Books

Demonic Muse ..By LIESL SCHILLINGER

In this satirical, erotic allegory of the post-Soviet and post-9/11 world, Victor Pelevin gives new meaning to the words “unreliable narrator.” The story is told by a shape-shifting nymphet named A Hu-Li, a red-haired Asiatic call girl who is some 2,000 years old but looks 14. Her name, said aloud, sounds like a Russian obscenity, but it derives from the Chinese expression for fox spirit, huli jing — an epithet that doubles in China as a put-down for a lascivious home-wrecker. By day, A Hu-Li lives in a dark warren under the bleachers at an equestrian complex in Bitsevsky Park in Moscow; by night, she works the high-end Hotel National, hunting investment bankers.

While she may look like an ordinary (albeit exceptionally alluring) sex worker, A Hu-Li is a supernatural creature, a “professional impersonator of an adolescent girl with big innocent eyes” who ensorcells her clients by whipping out her luxuriant fox tail before each tryst and setting it a-whir like a pinwheeling ray gun, beaming hypnotic carnal fantasies into her customers’ minds. Although the men feel the telepathic pleasures in the flesh, a hotel spy-cam would reveal that the vixen took no physical part in the gymnastics. The men frolic alone.

In Russia, enthralled critics have called “The Sacred Book of the Werewolf” “literaturnaya Viagra.” The Viagra effect is what makes the medicine go down — the medicine, that is, of Pelevin’s bereft philosophy of modern times, presented in statements like “The whole of human history for the last 10,000 years is nothing but a constant revision of the results of privatization.” It’s a bitter message that this dark fairy tale makes not only palatable but irresistible.

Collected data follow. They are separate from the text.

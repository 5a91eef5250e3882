use std::path::PathBuf;
use std::sync::Arc;

use anyhow::Context;
use clap::{Parser, Subcommand};

use counterstate::config::Config;
use counterstate::counter::{
    api_counter, basic_counter, combined_counter, persisted_counter, Counter, API_STORE,
    COUNT_STORE,
};
use counterstate::devtools::{Devtools, DEFAULT_HISTORY};
use counterstate::logging::init_tracing;
use counterstate::persist::Persistence;
use counterstate::remote::CountClient;
use counterstate::storage::{FileStorage, Storage};

#[derive(Debug, Parser)]
#[command(name = "counterstate", version, about = "Counter backed by observable stores")]
struct Cli {
    /// Config file (default: platform config dir)
    #[arg(long, global = true)]
    config: Option<PathBuf>,

    #[command(subcommand)]
    command: Command,
}

#[derive(Debug, Subcommand)]
enum Command {
    /// Print the persisted counter
    Show,
    /// Add one to the persisted counter
    Increase,
    /// Set the persisted counter to zero
    Reset,
    /// Set the persisted counter to a value
    Set {
        #[arg(allow_hyphen_values = true)]
        value: i64,
    },
    /// Run the basic, combined and selector stores through a scripted session
    #[command(name = "watch-demo")]
    Demo,
    /// Talk to the remote counter API
    Remote {
        /// Counter id (default: remote.counter_id from config)
        #[arg(long)]
        id: Option<String>,

        #[command(subcommand)]
        action: RemoteAction,
    },
}

#[derive(Debug, Subcommand)]
enum RemoteAction {
    Get,
    Increase,
    Reset,
}

#[tokio::main]
async fn main() -> anyhow::Result<()> {
    init_tracing();
    let cli = Cli::parse();

    let config = match &cli.config {
        Some(path) => Config::load_from(path),
        None => Config::load(),
    }
    .context("loading configuration")?;

    let storage: Arc<dyn Storage> = Arc::new(FileStorage::new(config.storage.dir.clone()));

    match cli.command {
        Command::Show => run_local(storage, None),
        Command::Increase => run_local(storage, Some(LocalAction::Increase)),
        Command::Reset => run_local(storage, Some(LocalAction::Reset)),
        Command::Set { value } => run_local(storage, Some(LocalAction::Set(value))),
        Command::Demo => run_demo(),
        Command::Remote { id, action } => {
            let id = id.unwrap_or_else(|| config.remote.counter_id.clone());
            let client = Arc::new(CountClient::from_config(&config.remote)?);
            run_remote(storage, client, id, action).await
        }
    }
}

enum LocalAction {
    Increase,
    Reset,
    Set(i64),
}

fn run_local(storage: Arc<dyn Storage>, action: Option<LocalAction>) -> anyhow::Result<()> {
    let persistence = Persistence::<Counter>::new(storage, COUNT_STORE);
    let devtools = Devtools::new(DEFAULT_HISTORY);
    let counter = persisted_counter(&persistence, &devtools);

    match action {
        None => {}
        Some(LocalAction::Increase) => counter.actions().increase()?,
        Some(LocalAction::Reset) => counter.actions().reset()?,
        Some(LocalAction::Set(value)) => counter.actions().set_count(value)?,
    }

    let status = persistence.last_write();
    if status.is_failed() {
        eprintln!("warning: counter not saved ({:?})", status);
    }
    println!("count: {}", counter.get().count);
    Ok(())
}

fn run_demo() -> anyhow::Result<()> {
    let basic = basic_counter();
    basic.store().subscribe(|c: &Counter| println!("[basic] count -> {}", c.count));
    basic.actions().increase()?;
    basic.actions().increase()?;
    basic.actions().reset()?;

    let combined = combined_counter();
    let selectors = combined.store().selectors();
    let count = selectors
        .get("count")
        .context("counter has a count field")?
        .clone();
    count.subscribe(|value| println!("[selector] count -> {}", value))?;

    println!("[selector] initial count = {}", count.get_as::<i64>().unwrap_or_default());
    combined.actions().increase()?;
    // Same value: the selector stays quiet.
    combined.actions().set_count(1)?;
    combined.actions().set_count(42)?;
    println!("[combined] final count = {}", combined.get().count);
    Ok(())
}

async fn run_remote(
    storage: Arc<dyn Storage>,
    client: Arc<CountClient>,
    id: String,
    action: RemoteAction,
) -> anyhow::Result<()> {
    let persistence = Persistence::<Counter>::new(storage, API_STORE);
    let counter = api_counter(client, id, &persistence)?;

    let value = match action {
        RemoteAction::Get => counter.actions().fetch().await,
        RemoteAction::Increase => counter.actions().increase().await,
        RemoteAction::Reset => counter.actions().reset().await,
    }
    .with_context(|| format!("remote counter '{}'", counter.actions().id()))?;

    println!("count: {}", value);
    Ok(())
}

Pelevin, an introspective Russian trickster now in his mid-40s, has made his name over the last 20 years by writing queerly unsettling fiction that grafts social and political reality to both Western and Eastern philosophies, binding them with the gauze of science fiction and taping them with literary allusion. Pelevin’s broad preoccupation is the meaning (or increasing lack thereof) of the human condition. His narrower focus is the change that has occurred in Russia since the rise and fall of Gorbachev, among the “generation that was programmed for life in one socio­cultural paradigm but has found itself living in a quite different one.” He has called this group Generation P, for Pepsi, because “once upon a time in Russia there really was a carefree, youthful generation that smiled in joy at the summer, the sea and the sun, and chose Pepsi.” What happens to such a generation when Coke and capitalism invade, and when, after that, authoritarianism returns? “When established connections in the real world collapse,” Pelevin writes, “the same thing happens in the human psyche.”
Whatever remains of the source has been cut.